I know little to nothing about classical music. However a few years back I purchased s symphonic led Zeppelin album and love it.

One song specifically is the most beautiful song I've ever heard (so far). More so than the other songs on the album I felt the composer borrowed little from the original Zeppelin song.

I was hoping that you experts could help me identify similar sounding music. I've looked and nothing I've found comes close.

I'm not sure how to describe what I like but if I had to try I think it's the sweeping fluidity of it. I envision Tolkien elvish landscapes.

Anyways here is the song. If any of you could recommend other songs with similar feels I will be greatly appreciative.


----------



## Strange Magic (Sep 14, 2015)

I would suggest you look into New Age music--somebody like Yanni. Others may know far more about the genre than do I, as I only watched his specials on PBS when they were used as fundraisers. YouTube would be the place to look.


----------



## MJongo (Aug 6, 2011)

Smetana - Die Moldau (from Má vlast) immediately comes to mind if you like sweeping, fluid works (and it's based on a geographic feature to go with your landscape envisioning):


----------



## sunkin24 (Nov 4, 2017)

MJongo said:


> Smetana - Die Moldau (from Má vlast) immediately comes to mind if you like sweeping, fluid works (and it's based on a geographic feature to go with your landscape envisioning):


Thanks for the suggestion it is perfect! It is exactly what I was looking for. Do you have any search keywords that I could use to find more music like this? Is there a specific genre I should be looking at?


----------



## classical yorkist (Jun 29, 2017)

sunkin24 said:


> Thanks for the suggestion it is perfect! It is exactly what I was looking for. Do you have any search keywords that I could use to find more music like this? Is there a specific genre I should be looking at?

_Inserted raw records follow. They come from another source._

use serde::{Deserialize, Serialize};
use thiserror::Error;

/// Which pipeline a queued task asks for. Serialized as its integer code.
#[derive(Debug, Clone, Copy, PartialEq, Eq, Serialize, Deserialize)]
#[serde(try_from = "u8", into = "u8")]
pub enum TaskKind {
    ResumeOptimization,
    ResumeChat,
    InterviewQuestions,
    InterviewChat,
}

impl TaskKind {
    pub fn code(self) -> u8 {
        match self {
            TaskKind::ResumeOptimization => 1,
            TaskKind::ResumeChat => 2,
            TaskKind::InterviewQuestions => 3,
            TaskKind::InterviewChat => 4,
        }
    }

    /// Human-readable label carried in the descriptor's `text` field.
    pub fn label(self) -> &'static str {
        match self {
            TaskKind::ResumeOptimization => "简历打分+优化任务",
            TaskKind::ResumeChat => "简历打分_聊天",
            TaskKind::InterviewQuestions => "面试题目生成",
            TaskKind::InterviewChat => "面试题目生成_聊天",
        }
    }
}

impl TryFrom<u8> for TaskKind {
    type Error = String;

    fn try_from(code: u8) -> Result<Self, Self::Error> {
        match code {
            1 => Ok(TaskKind::ResumeOptimization),
            2 => Ok(TaskKind::ResumeChat),
            3 => Ok(TaskKind::InterviewQuestions),
            4 => Ok(TaskKind::InterviewChat),
            other => Err(format!("unknown task_type {other}")),
        }
    }
}

impl From<TaskKind> for u8 {
    fn from(kind: TaskKind) -> u8 {
        kind.code()
    }
}

/// Request payload for one résumé-optimization run.
#[derive(Debug, Clone, PartialEq, Serialize, Deserialize)]
pub struct TaskInfo {
    #[serde(rename = "pdf全部文本")]
    pub resume_text: String,
    #[serde(rename = "岗位名称")]
    pub job_name: String,
    #[serde(rename = "岗位描述")]
    pub job_description: String,
    #[serde(rename = "其他信息")]
    pub extra_info: String,
    #[serde(rename = "用户备注")]
    pub user_remarks: String,
}

/// One queued request. Immutable once pushed; the worker only reads from it.
#[derive(Debug, Clone, PartialEq, Serialize, Deserialize)]
pub struct TaskDescriptor {
    pub task_id: String,
    pub task_info: TaskInfo,
    pub text: String,
    pub task_type: TaskKind,
}

#[derive(Debug, Error)]
#[error("malformed task descriptor (task_id: {}): {source}", .task_id.as_deref().unwrap_or("unknown"))]
pub struct DecodeError {
    /// Recovered from the raw payload when the JSON was at least an object with a string `task_id`.
    pub task_id: Option<String>,
    #[source]
    pub source: serde_json::Error,
}

impl TaskDescriptor {
    pub fn new(task_id: String, kind: TaskKind, task_info: TaskInfo) -> Self {
        Self {
            task_id,
            task_info,
            text: kind.label().to_string(),
            task_type: kind,
        }
    }

    pub fn encode(&self) -> Result<String, serde_json::Error> {
        serde_json::to_string(self)
    }

    pub fn decode(raw: &str) -> Result<Self, DecodeError> {
        serde_json::from_str(raw).map_err(|source| DecodeError {
            task_id: recover_task_id(raw),
            source,
        })
    }

    /// Reads just the `task_id` of a raw payload, even when the rest of it
    /// would not decode.
    pub fn peek_task_id(raw: &str) -> Option<String> {
        recover_task_id(raw)
    }
}

fn recover_task_id(raw: &str) -> Option<String> {
    let value: serde_json::Value = serde_json::from_str(raw).ok()?;
    value
        .get("task_id")
        .and_then(|v| v.as_str())
        .map(String::from)
}

/// Terminal marker stored in place of a report when a task cannot complete.
#[derive(Debug, Clone, PartialEq, Serialize, Deserialize)]
pub struct FailureRecord {
    pub task_id: String,
    pub status: String,
    pub error: String,
}

impl FailureRecord {
    pub const STATUS: &'static str = "failed";

    pub fn new(task_id: &str, error: impl Into<String>) -> Self {
        Self {
            task_id: task_id.to_string(),
            status: Self::STATUS.to_string(),
            error: error.into(),
        }
    }

    /// Recognises a stored value as a failure marker rather than a report.
    pub fn parse(stored: &str) -> Option<Self> {
        serde_json::from_str::<Self>(stored)
            .ok()
            .filter(|record| record.status == Self::STATUS)
    }
}

#[cfg(test)]
mod tests {
    use super::*;

    fn sample_info() -> TaskInfo {
        TaskInfo {
            resume_text: "张三，电话13800000000".to_string(),
            job_name: "数据分析师".to_string(),
            job_description: "负责数据分析".to_string(),
            extra_info: String::new(),
            user_remarks: String::new(),
        }
    }

    #[test]
    fn test_descriptor_uses_wire_field_names() {
        let descriptor = TaskDescriptor::new(
            "2025010112000000000001".to_string(),
            TaskKind::ResumeOptimization,
            sample_info(),
        );
        let value: serde_json::Value = serde_json::from_str(&descriptor.encode().unwrap()).unwrap();

        assert_eq!(value["task_id"], "2025010112000000000001");
        assert_eq!(value["task_type"], 1);
        assert_eq!(value["text"], "简历打分+优化任务");
        assert_eq!(value["task_info"]["岗位名称"], "数据分析师");
        assert_eq!(value["task_info"]["pdf全部文本"], "张三，电话13800000000");
        assert!(value["task_info"].get("job_name").is_none());
    }

    #[test]
    fn test_decode_accepts_producer_payload() {
        let raw = r#"{
            "task_id": "20250101120000000001",
            "task_info": {
                "pdf全部文本": "张三，电话123",
                "岗位名称": "数据分析师",
                "岗位描述": "...",
                "其他信息": "",
                "用户备注": ""
            },
            "text": "简历打分+优化任务",
            "task_type": 1
        }"#;
        let descriptor = TaskDescriptor::decode(raw).unwrap();
        assert_eq!(descriptor.task_id, "20250101120000000001");
        assert_eq!(descriptor.task_type, TaskKind::ResumeOptimization);
        assert_eq!(descriptor.task_info.job_name, "数据分析师");
    }

    #[test]
    fn test_decode_missing_field_recovers_task_id() {
        let raw = r#"{"task_id": "abc", "task_info": {"岗位名称": "x"}, "text": "", "task_type": 1}"#;
        let err = TaskDescriptor::decode(raw).unwrap_err();
        assert_eq!(err.task_id.as_deref(), Some("abc"));
        assert!(err.to_string().contains("abc"));
    }

    #[test]
    fn test_decode_garbage_has_no_task_id() {
        let err = TaskDescriptor::decode("not json at all").unwrap_err();
        assert!(err.task_id.is_none());
        assert!(err.to_string().contains("unknown"));
    }

    #[test]
    fn test_decode_rejects_unknown_task_type() {
        let raw = r#"{
            "task_id": "t1",
            "task_info": {"pdf全部文本": "", "岗位名称": "", "岗位描述": "", "其他信息": "", "用户备注": ""},
            "text": "",
            "task_type": 9
        }"#;
        let err = TaskDescriptor::decode(raw).unwrap_err();
        assert_eq!(err.task_id.as_deref(), Some("t1"));
    }

    #[test]
    fn test_task_kind_codes_and_labels() {
        for code in 1..=4u8 {
            let kind = TaskKind::try_from(code).unwrap();
            assert_eq!(kind.code(), code);
            assert!(!kind.label().is_empty());
        }
        assert!(TaskKind::try_from(0).is_err());
    }

    #[test]
    fn test_failure_record_is_recognised() {
        let record = FailureRecord::new("t9", "synthesis failed");
        let stored = serde_json::to_string(&record).unwrap();
        assert_eq!(FailureRecord::parse(&stored), Some(record));
    }

    #[test]
    fn test_report_text_is_not_a_failure_record() {
        assert!(FailureRecord::parse("评分：85###$$$简历文本$$$###：张*").is_none());
        assert!(FailureRecord::parse(r#"{"task_id":"t","status":"done","error":""}"#).is_none());
    }
}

Symphonic Poem or Tone Poem would be useful search terms. Alot of tone poems use music to evoke a place or a feeling. Try La Mer by Debussy.


----------



## Strange Magic (Sep 14, 2015)

sunkin24 said:


> Thanks for the suggestion it is perfect! It is exactly what I was looking for. Do you have any search keywords that I could use to find more music like this? Is there a specific genre I should be looking at?

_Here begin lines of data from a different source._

//! Task ID generation.
//!
//! An ID is the local wall-clock time to the second (`YYYYMMDDHHMMSS`) followed by
//! an 8-digit zero-padded counter. The counter restarts at zero whenever the hour
//! changes and wraps to zero once it reaches `COUNTER_LIMIT`, even mid-hour.
//!
//! Known limitation: a wrap inside a single second can reissue an ID. At fewer than
//! 10^8 requests per hour this cannot happen.

use std::sync::{Mutex, PoisonError};

use chrono::{Local, NaiveDateTime};

const COUNTER_LIMIT: u32 = 99_999_999;
const TIMESTAMP_FORMAT: &str = "%Y%m%d%H%M%S";
const HOUR_FORMAT: &str = "%Y%m%d%H";

/// Length of a generated ID: 14 timestamp digits + 8 counter digits.
pub const TASK_ID_LEN: usize = 22;

#[derive(Debug)]
struct CounterState {
    counter: u32,
    current_hour: String,
}

/// Issues task IDs. Safe to share across request handlers; the counter and the
/// hour marker are only touched under one lock.
#[derive(Debug)]
pub struct TaskIdGenerator {
    state: Mutex<CounterState>,
}

impl Default for TaskIdGenerator {
    fn default() -> Self {
        Self::new()
    }
}

impl TaskIdGenerator {
    pub fn new() -> Self {
        Self::starting_at(Local::now().naive_local())
    }

    fn starting_at(now: NaiveDateTime) -> Self {
        Self {
            state: Mutex::new(CounterState {
                counter: 0,
                current_hour: now.format(HOUR_FORMAT).to_string(),
            }),
        }
    }

    pub fn generate_task_id(&self) -> String {
        let mut state = self.state.lock().unwrap_or_else(PoisonError::into_inner);
        // Clock is read under the lock so prefixes never go backwards between callers.
        next_id(&mut state, Local::now().naive_local())
    }

    #[cfg(test)]
    fn generate_at(&self, now: NaiveDateTime) -> String {
        let mut state = self.state.lock().unwrap_or_else(PoisonError::into_inner);
        next_id(&mut state, now)
    }
}

fn next_id(state: &mut CounterState, now: NaiveDateTime) -> String {
    let hour = now.format(HOUR_FORMAT).to_string();
    if hour != state.current_hour || state.counter >= COUNTER_LIMIT {
        state.counter = 0;
        state.current_hour = hour;
    }

    let number = state.counter;
    state.counter += 1;

    format!("{}{:08}", now.format(TIMESTAMP_FORMAT), number)
}

/// True if `candidate` has the shape of an ID this generator could have issued.
pub fn is_well_formed(candidate: &str) -> bool {
    candidate.len() == TASK_ID_LEN && candidate.bytes().all(|b| b.is_ascii_digit())
}

#[cfg(test)]
mod tests {
    use super::*;
    use chrono::NaiveDate;
    use std::collections::HashSet;

    fn at(h: u32, m: u32, s: u32) -> NaiveDateTime {
        NaiveDate::from_ymd_opt(2025, 1, 1)
            .unwrap()
            .and_hms_opt(h, m, s)
            .unwrap()
    }

    fn suffix(id: &str) -> u32 {
        id[14..].parse().unwrap()
    }

    #[test]
    fn test_id_is_timestamp_plus_padded_counter() {
        let gen = TaskIdGenerator::starting_at(at(12, 0, 0));
        let id = gen.generate_at(at(12, 0, 0));
        assert_eq!(id, "2025010112000000000000");
        assert_eq!(id.len(), TASK_ID_LEN);
        assert!(is_well_formed(&id));
    }

    #[test]
    fn test_back_to_back_suffixes_differ_by_one() {
        let gen = TaskIdGenerator::starting_at(at(9, 15, 0));
        let first = gen.generate_at(at(9, 15, 3));
        let second = gen.generate_at(at(9, 15, 3));
        assert_ne!(first, second);
        assert_eq!(suffix(&second), suffix(&first) + 1);
    }

    #[test]
    fn test_counter_resets_when_hour_advances() {
        let gen = TaskIdGenerator::starting_at(at(10, 0, 0));
        gen.generate_at(at(10, 59, 58));
        gen.generate_at(at(10, 59, 59));
        let next_hour = gen.generate_at(at(11, 0, 0));
        assert_eq!(&next_hour[..14], "20250101110000");
        assert_eq!(suffix(&next_hour), 0);
    }

    #[test]
    fn test_prefixes_never_decrease_across_hour_change() {
        let gen = TaskIdGenerator::starting_at(at(10, 59, 0));
        let ids: Vec<String> = [
            at(10, 59, 58),
            at(10, 59, 58),
            at(10, 59, 59),
            at(11, 0, 0),
            at(11, 0, 0),
            at(11, 0, 1),
        ]
        .into_iter()
            .map(|now| gen.generate_at(now))
            .collect();

        for pair in ids.windows(2) {
            assert!(pair[0][..14] <= pair[1][..14], "{} then {}", pair[0], pair[1]);
        }
        assert_eq!(suffix(&ids[3]), 0);
        assert_eq!(suffix(&ids[4]), 1);
    }

    #[test]
    fn test_live_prefixes_never_decrease() {
        let gen = TaskIdGenerator::new();
        let ids: Vec<String> = (0..500).map(|_| gen.generate_task_id()).collect();
        for pair in ids.windows(2) {
            assert!(pair[0][..14] <= pair[1][..14], "{} then {}", pair[0], pair[1]);
        }
    }

    #[test]
    fn test_counter_does_not_reset_within_the_hour() {
        let gen = TaskIdGenerator::starting_at(at(10, 0, 0));
        gen.generate_at(at(10, 0, 1));
        let later = gen.generate_at(at(10, 45, 0));
        assert_eq!(suffix(&later), 1);
    }

    #[test]
    fn test_counter_wraps_at_limit_mid_hour() {
        let gen = TaskIdGenerator::starting_at(at(8, 0, 0));
        gen.state.lock().unwrap().counter = COUNTER_LIMIT - 1;

        let last = gen.generate_at(at(8, 30, 0));
        assert_eq!(suffix(&last), COUNTER_LIMIT - 1);

        let wrapped = gen.generate_at(at(8, 30, 0));
        assert_eq!(suffix(&wrapped), 0);
    }

    #[test]
    fn test_concurrent_callers_never_collide() {
        let gen = TaskIdGenerator::new();
        let ids: Vec<String> = std::thread::scope(|scope| {
            let handles: Vec<_> = (0..8)
                .map(|_| {
                    scope.spawn(|| {
                        (0..250)
                            .map(|_| gen.generate_task_id())
                            .collect::<Vec<_>>()
                    })
                })
                .collect();
            handles
                .into_iter()
                .flat_map(|h| h.join().unwrap())
                .collect()
        });

        let unique: HashSet<_> = ids.iter().collect();
        assert_eq!(ids.len(), 2000);
        assert_eq!(unique.len(), 2000, "task ids must be unique");
    }

    #[test]
    fn test_is_well_formed_rejects_bad_shapes() {
        assert!(!is_well_formed(""));
        assert!(!is_well_formed("20250101120000"));
        assert!(!is_well_formed("2025010112000000000a00"));
        assert!(!is_well_formed("20250101120000000000001"));
    }
}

In line with Mjongo's and classical yorkist's excellent suggestions, listen to the tone poems of Sibelius: _En Saga, Nightride and Sunrise_, for example. Ferde Grofe's _Grand Canyon Suite_ has some fine sweeping music also.


----------



## Art Rock (Nov 28, 2009)

Grieg's two Peer Gynt suites should be your taste as well, I'd guess.


----------



## classical yorkist (Jun 29, 2017)

Bax _November Woods_

Sibelius _Tapiola_

Schoenberg _Verklarte Nacht_

Try all those and follow your nose, lots to discover and enjoy.


----------



## Nereffid (Feb 6, 2013)

First things to come to mind from the standard classical repertoire:
Barber: Adagio for Strings
Wagner: Siegfried Idyll

You might want to check out the contemporary composer Max Richter, e.g.


----------



## Merl (Jul 28, 2016)

Dvorak's Tone Poems might be to your liking. Lovely melodies.


----------